▶ _Your assignment_: Show all lines from the material that carry the word "const".

▶ _Dataset excerpts_:

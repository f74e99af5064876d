//! Model artifact location
//!
//! The classifier optionally consumes a pre-trained artifact pair
//! (vectorizer + classifier) from a configured directory. Absence of the
//! directory or either file is a normal, non-fatal condition: the classifier
//! degrades to its keyword heuristic.

use std::path::{Path, PathBuf};

/// Environment variable overriding the artifact directory.
pub const MODELS_DIR_ENV: &str = "FINSIGHT_MODELS_DIR";

/// Serialized feature vectorizer file name.
pub const VECTORIZER_FILE: &str = "vectorizer.json";

/// Serialized classifier file name.
pub const CLASSIFIER_FILE: &str = "category_classifier.json";

/// Resolved location of the optional trained-model artifact pair
#[derive(Debug, Clone)]
pub struct ModelConfig {
    models_dir: Option<PathBuf>,
}

impl ModelConfig {
    /// Resolve the artifact directory from the environment.
    ///
    /// Priority: `FINSIGHT_MODELS_DIR` env var, then the platform data
    /// directory (`~/.local/share/finsight/models` on Linux). `None` when
    /// neither resolves; the classifier then runs heuristics only.
    pub fn from_env() -> Self {
        let models_dir = std::env::var_os(MODELS_DIR_ENV)
            .map(PathBuf::from)
            .or_else(|| dirs::data_dir().map(|d| d.join("finsight").join("models")));
        Self { models_dir }
    }

    /// Use an explicit artifact directory (e.g., from a CLI flag).
    pub fn with_dir(dir: impl Into<PathBuf>) -> Self {
        Self {
            models_dir: Some(dir.into()),
        }
    }

    /// Disable the trained-model path entirely.
    pub fn disabled() -> Self {
        Self { models_dir: None }
    }

    pub fn models_dir(&self) -> Option<&Path> {
        self.models_dir.as_deref()
    }

    /// Path to the vectorizer artifact, if it exists on disk.
    pub fn vectorizer_path(&self) -> Option<PathBuf> {
        self.existing_file(VECTORIZER_FILE)
    }

    /// Path to the classifier artifact, if it exists on disk.
    pub fn classifier_path(&self) -> Option<PathBuf> {
        self.existing_file(CLASSIFIER_FILE)
    }

    fn existing_file(&self, name: &str) -> Option<PathBuf> {
        let path = self.models_dir.as_ref()?.join(name);
        path.is_file().then_some(path)
    }
}
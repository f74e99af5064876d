//! Error types for Finsight

use thiserror::Error;

#[derive(Error, Debug)]
pub enum Error {
    #[error("IO error: {0}")]
    Io(#[from] std::io::Error),

    #[error("JSON error: {0}")]
    Json(#[from] serde_json::Error),

    #[error("Model artifact error: {0}")]
    Artifact(String),
}

pub type Result<T> = std::result::Result<T, Error>;
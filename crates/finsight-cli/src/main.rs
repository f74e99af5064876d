//! Finsight CLI - financial insight inference
//!
//! Usage:
//!   finsight classify "UBER *TRIP"            Categorize a description
//!   finsight forecast --file txs.json         Forecast category spending
//!   finsight score --income 5000 --expenses 4200
//!   finsight parse "Spent 50 on groceries yesterday"

mod cli;
mod commands;


use anyhow::Result;
use clap::Parser;
use tracing_subscriber::{fmt, prelude::*, EnvFilter};

use finsight_core::{Classifier, ModelConfig, TextParser};

use cli::{Cli, Commands};

fn main() -> Result<()> {
    let cli = Cli::parse();

    // Set up logging
    // Priority: RUST_LOG env var > --verbose flag > default (info)
    let filter = if std::env::var("RUST_LOG").is_ok() {
        EnvFilter::from_default_env()
    } else if cli.verbose {
        EnvFilter::new("debug")
    } else {
        EnvFilter::new("info")
    };

    tracing_subscriber::registry()
        .with(filter)
        .with(fmt::layer().with_target(false).compact())
        .init();

    let model_config = match &cli.models_dir {
        Some(dir) => ModelConfig::with_dir(dir),
        None => ModelConfig::from_env(),
    };

    match cli.command {
        Commands::Classify { description } => {
            let classifier = Classifier::new(model_config);
            commands::cmd_classify(&classifier, &description)
        }
        Commands::Forecast { file, months } => commands::cmd_forecast(&file, months),
        Commands::Score {
            income,
            expenses,
            budget_adherence,
        } => commands::cmd_score(income, expenses, budget_adherence),
        Commands::Parse { text } => {
            let parser = TextParser::new(Classifier::new(model_config));
            commands::cmd_parse(&parser, &text)
        }
    }
}
//! Finsight Core Library
//!
//! Inference pipeline for the Finsight financial insight service:
//! - Text normalization for merchant/description matching
//! - Category classification with a trained-model → keyword fallback chain
//! - Per-category spending forecasts via linear trend fitting
//! - Financial health scoring with recommendations
//! - Natural-language transaction parsing
//!
//! Every public operation is total: malformed records are skipped, missing
//! model artifacts degrade to heuristics, and no call surfaces an error to
//! the host layer.

pub mod classify;
pub mod config;
pub mod error;
pub mod forecast;
pub mod health;
pub mod models;
pub mod normalize;
pub mod parse;

pub use classify::{Classifier, ClassifyStrategy, KeywordStrategy, TrainedModelStrategy};
pub use config::ModelConfig;
pub use error::{Error, Result};
pub use forecast::{forecast_spending, target_month_labels};
pub use health::health_score;
pub use models::{
    ClassificationResult, ForecastPoint, HealthAssessment, HealthMetrics, ParsedEntry,
    Transaction, TransactionType, DEFAULT_CATEGORIES, FALLBACK_CATEGORY,
};
pub use normalize::normalize;
pub use parse::TextParser;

▶ _Result_:
pub const MODELS_DIR_ENV: &str = "FINSIGHT_MODELS_DIR";
pub const VECTORIZER_FILE: &str = "vectorizer.json";
pub const CLASSIFIER_FILE: &str = "category_classifier.json";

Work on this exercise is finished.